This is a straight port to ARM/NEON of the x86 SSE3 implementation
of the ChaCha20 stream cipher. It uses the new skcipher walksize
attribute to process the input in strides of 4x the block size.

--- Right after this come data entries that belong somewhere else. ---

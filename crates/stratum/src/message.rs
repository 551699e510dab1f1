use super::*;

#[derive(Debug, Serialize, Deserialize, PartialEq, Eq, Hash, Clone)]
#[serde(untagged)]
pub enum Id {
    Null,
    Number(Number),
    String(String),
}

impl fmt::Display for Id {
    fn fmt(&self, f: &mut Formatter<'_>) -> fmt::Result {
        match self {
            Self::Null => write!(f, "null"),
            Self::Number(n) => write!(f, "{n}"),
            Self::String(s) => write!(f, "{s}"),
        }
    }
}

#[derive(Debug, PartialEq, Clone)]
pub enum Message {
    Request {
        id: Id,
        method: String,
        params: Value,
    },
    Response {
        id: Id,
        result: Option<Value>,
        error: Option<JsonRpcError>,
    },
    Notification {
        method: String,
        params: Value,
    },
}

impl Message {
    pub fn notification(method: &str, params: impl Serialize) -> serde_json::Result<Self> {
        Ok(Self::Notification {
            method: method.into(),
            params: serde_json::to_value(params)?,
        })
    }
}

/// Notifications always carry `"id": null` on the wire, which is what miners
/// expect even though plain JSON-RPC would omit the field.
impl Serialize for Message {
    fn serialize<S>(&self, serializer: S) -> Result<S::Ok, S::Error>
    where
        S: Serializer,
    {
        let mut map = serializer.serialize_map(Some(3))?;

        match self {
            Self::Request { id, method, params } => {
                map.serialize_entry("id", id)?;
                map.serialize_entry("method", method)?;
                map.serialize_entry("params", params)?;
            }
            Self::Response { id, result, error } => {
                map.serialize_entry("id", id)?;
                map.serialize_entry("result", result)?;
                map.serialize_entry("error", error)?;
            }
            Self::Notification { method, params } => {
                map.serialize_entry("id", &Id::Null)?;
                map.serialize_entry("method", method)?;
                map.serialize_entry("params", params)?;
            }
        }

        map.end()
    }
}

impl<'de> Deserialize<'de> for Message {
    fn deserialize<D>(deserializer: D) -> Result<Self, D::Error>
    where
        D: Deserializer<'de>,
    {
        let value = Value::deserialize(deserializer)?;

        if !value.is_object() {
            return Err(de::Error::custom("expected a JSON object"));
        }

        let has_method = value.get("method").is_some();

        if !has_method && (value.get("result").is_some() || value.get("error").is_some()) {
            #[derive(Deserialize)]
            struct Resp {
                id: Id,
                result: Option<Value>,
                error: Option<JsonRpcError>,
            }

            let r: Resp = serde_json::from_value(value).map_err(de::Error::custom)?;

            return Ok(Message::Response {
                id: r.id,
                result: r.result,
                error: r.error,
            });
        }

        let method = value
            .get("method")
            .and_then(Value::as_str)
            .ok_or_else(|| de::Error::missing_field("method"))?
            .to_string();

        let params = value.get("params").cloned().unwrap_or(Value::Null);

        match value.get("id") {
            None | Some(Value::Null) => Ok(Message::Notification { method, params }),
            Some(id) => Ok(Message::Request {
                id: Id::deserialize(id).map_err(de::Error::custom)?,
                method,
                params,
            }),
        }
    }
}
use super::*;

/// `mining.authorize` params: `[username, password?]`.
#[derive(Debug, PartialEq, Clone)]
pub struct Authorize {
    pub username: String,
    pub password: Option<String>,
}

impl Serialize for Authorize {
    fn serialize<S>(&self, serializer: S) -> Result<S::Ok, S::Error>
    where
        S: Serializer,
    {
        let len = if self.password.is_some() { 2 } else { 1 };
        let mut seq = serializer.serialize_seq(Some(len))?;
        seq.serialize_element(&self.username)?;
        if let Some(pass) = &self.password {
            seq.serialize_element(pass)?;
        }
        seq.end()
    }
}

impl<'de> Deserialize<'de> for Authorize {
    fn deserialize<D>(deserializer: D) -> Result<Self, D::Error>
    where
        D: Deserializer<'de>,
    {
        let params = Vec::<Value>::deserialize(deserializer)?;

        let username = params
            .first()
            .and_then(Value::as_str)
            .ok_or_else(|| de::Error::custom("expected username string"))?
            .to_string();

        let password = params.get(1).and_then(Value::as_str).map(String::from);

        Ok(Authorize { username, password })
    }
}
use {
    anyhow::{Context, Error, anyhow, bail, ensure},
    arguments::Arguments,
    async_trait::async_trait,
    bitcoin::{
        Amount, Network, OutPoint, ScriptBuf, Sequence, Transaction, TxIn, TxOut, Witness, base58,
        consensus,
        hashes::Hash,
        locktime::absolute::LockTime,
        transaction,
    },
    byteorder::{BigEndian, ByteOrder, LittleEndian},
    clap::{Parser, ValueEnum},
    coinbase_builder::CoinbaseBuilder,
    dashmap::DashMap,
    futures::{SinkExt, StreamExt},
    job::Job,
    jobs::Jobs,
    parking_lot::{Mutex, RwLock},
    primitive_types::U256,
    primitives::{
        DIFFICULTY_1, address_to_script, aux_merkle_position, difficulty_from_target,
        merkle_root_from_steps, merkle_steps, reverse_byte_order, round_to, serialize_number,
        sha256d, target_from_bits, u256_to_f64, uint256_from_hash, unix_now, var_int,
    },
    serde::{Deserialize, Serialize},
    serde_json::{Value, json},
    session::SessionId,
    share::{ShareRequest, Submission, Verdict},
    std::{
        collections::{HashMap, HashSet, VecDeque},
        env,
        fmt::{self, Display, Formatter},
        fs, io, iter,
        net::{IpAddr, SocketAddr},
        path::{Path, PathBuf},
        process,
        sync::{
            Arc,
            atomic::{AtomicU64, Ordering},
        },
        time::{Duration, Instant, SystemTime, UNIX_EPOCH},
    },
    stratum::{
        Authorize, ConfigureResult, Difficulty, Extranonce, Id, JobId, JsonRpcError, Message,
        Notify, SetDifficulty, StratumError, Submit, SubscribeResult, VERSION_ROLLING_MASK,
        Version,
    },
    tokio::{
        io::{AsyncRead, AsyncWrite},
        net::{TcpListener, TcpStream},
        runtime::Runtime,
        sync::{mpsc, watch},
        task::JoinSet,
        time::{MissedTickBehavior, interval, sleep, sleep_until, timeout},
    },
    tokio_util::{
        codec::{FramedRead, FramedWrite, LinesCodec},
        sync::CancellationToken,
    },
    tracing::{debug, error, info, warn},
    tracing_appender::non_blocking,
    tracing_subscriber::{EnvFilter, Layer, layer::SubscriberExt, util::SubscriberInitExt},
    vardiff::Vardiff,
};

pub use {
    authorizer::{Authorization, Authorizer},
    block_template::{AuxBlock, BlockTemplate, CoinbaseAux, CoinbaseTxn, TemplateTransaction},
    chain::Chain,
    coinbase_builder::{Payout, Recipient},
    events::{
        BlockEvent, ClientEvent, ClientEventKind, Event, EventSender, FileFormat, NewJobEvent,
    },
    extranonces::Extranonces,
    options::Options,
    pool::Pool,
    registry::Registry,
    settings::{
        AuxiliarySettings, BanSettings, DaemonSettings, DifficultySettings, EventsSettings,
        PollingSettings, PortSettings, RecipientSettings, Settings, TimeoutSettings, TlsSettings,
    },
    share::{Accepted, BlockType, ShareEvent, ShareResult},
    validator::Validator,
};

#[cfg(test)]
use pretty_assertions::assert_eq as pretty_assert_eq;

mod arguments;
mod authorizer;
mod bans;
mod block_template;
mod chain;
mod coinbase_builder;
mod daemon;
mod events;
mod extranonces;
mod job;
mod jobs;
mod logs;
mod options;
mod pool;
mod primitives;
mod registry;
mod session;
mod settings;
mod share;
mod signal;
mod validator;
mod vardiff;

/// Bytes reserved in the coinbase for extranonce1 and extranonce2 together.
pub const EXTRANONCE_PLACEHOLDER_SIZE: usize = 8;
pub const EXTRANONCE1_SIZE: usize = 4;
pub const MIN_EXTRANONCE_SIZE: usize = 2;
/// Max ntime forward roll in seconds.
pub const MAX_NTIME_OFFSET: u64 = 7200;
/// Longest accepted stratum line. Longer lines count as flooding.
pub const MAX_MESSAGE_SIZE: usize = 10240;

type Result<T = (), E = Error> = std::result::Result<T, E>;

pub fn main() {
    let _guard = logs::init();

    let args = Arguments::parse();

    let runtime = match Runtime::new() {
        Ok(runtime) => runtime,
        Err(err) => {
            eprintln!("error: failed to create tokio runtime: {err}");
            process::exit(1);
        }
    };

    let result = runtime.block_on(async {
        let cancel_token = signal::setup_signal_handler()?;
        args.run(cancel_token).await
    });

    if let Err(err) = result {
        eprintln!("error: {err}");

        for (i, cause) in err.chain().skip(1).enumerate() {
            if i == 0 {
                eprintln!();
                eprintln!("because:");
            }
            eprintln!("- {cause}");
        }

        if env::var_os("RUST_BACKTRACE")
            .map(|val| val == "1")
            .unwrap_or_default()
        {
            eprintln!();
            eprintln!("{}", err.backtrace());
        }

        process::exit(1);
    }
}
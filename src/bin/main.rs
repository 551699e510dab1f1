fn main() {
    stratapool::main()
}
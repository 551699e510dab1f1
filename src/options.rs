use super::*;

#[derive(Clone, Default, Debug, Parser)]
pub struct Options {
    #[arg(long, env = "STRATAPOOL_CONFIG", help = "Load configuration from <CONFIG>.")]
    pub config: Option<PathBuf>,

    #[arg(long, env = "STRATAPOOL_HOST", help = "Listen for miners on <HOST>.")]
    pub host: Option<String>,

    #[arg(
        long,
        env = "STRATAPOOL_ADDRESS",
        help = "Pay the pool share of block rewards to <ADDRESS>."
    )]
    pub address: Option<String>,

    #[arg(
        long,
        env = "STRATAPOOL_DAEMON_URL",
        help = "Request block templates from the daemon at <DAEMON_URL>."
    )]
    pub daemon_url: Option<String>,

    #[arg(
        long,
        env = "STRATAPOOL_DAEMON_USERNAME",
        help = "Authenticate to the daemon as <DAEMON_USERNAME>."
    )]
    pub daemon_username: Option<String>,

    #[arg(
        long,
        env = "STRATAPOOL_DAEMON_PASSWORD",
        help = "Authenticate to the daemon with <DAEMON_PASSWORD>."
    )]
    pub daemon_password: Option<String>,
}
use super::*;

/// `mining.set_difficulty` params: `[difficulty]`.
#[derive(Debug, Clone, Copy, PartialEq)]
pub struct SetDifficulty(pub Difficulty);

impl Serialize for SetDifficulty {
    fn serialize<S>(&self, serializer: S) -> Result<S::Ok, S::Error>
    where
        S: Serializer,
    {
        [self.0].serialize(serializer)
    }
}

impl<'de> Deserialize<'de> for SetDifficulty {
    fn deserialize<D>(deserializer: D) -> Result<Self, D::Error>
    where
        D: Deserializer<'de>,
    {
        let (difficulty,) = <(Difficulty,)>::deserialize(deserializer)?;
        Ok(Self(difficulty))
    }
}
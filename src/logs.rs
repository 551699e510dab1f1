use super::*;

/// Installs the stderr subscriber. `RUST_LOG` overrides the default `info`
/// filter. Keep the guard alive until exit so buffered lines get flushed.
pub(crate) fn init() -> tracing_appender::non_blocking::WorkerGuard {
    let (writer, guard) = non_blocking(io::stderr());

    let filter = EnvFilter::try_from_default_env().unwrap_or_else(|_| EnvFilter::new("info"));

    tracing_subscriber::registry()
        .with(
            tracing_subscriber::fmt::layer()
                .with_target(false)
                .with_writer(writer)
                .with_filter(filter),
        )
        .init();

    guard
}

Signed-off-by: Ard Biesheuvel <ard.biesheuvel@linaro.org>
---
 arch/arm/crypto/Kconfig              |   6 +
 arch/arm/crypto/Makefile             |   2 +
 arch/arm/crypto/chacha20-neon-core.S | 524 ++++++++++++++++++++
 arch/arm/crypto/chacha20-neon-glue.c | 128 +++++
 4 files changed, 660 insertions(+)

diff --git a/arch/arm/crypto/Kconfig b/arch/arm/crypto/Kconfig
index 13f1b4c289d4..2f3339f015d3 100644
--- a/arch/arm/crypto/Kconfig
+++ b/arch/arm/crypto/Kconfig
@@ -130,4 +130,10 @@ config CRYPTO_CRC32_ARM_CE
 	depends on KERNEL_MODE_NEON && CRC32
 	select CRYPTO_HASH
 
+config CRYPTO_CHACHA20_NEON
+	tristate "NEON accelerated ChaCha20 symmetric cipher"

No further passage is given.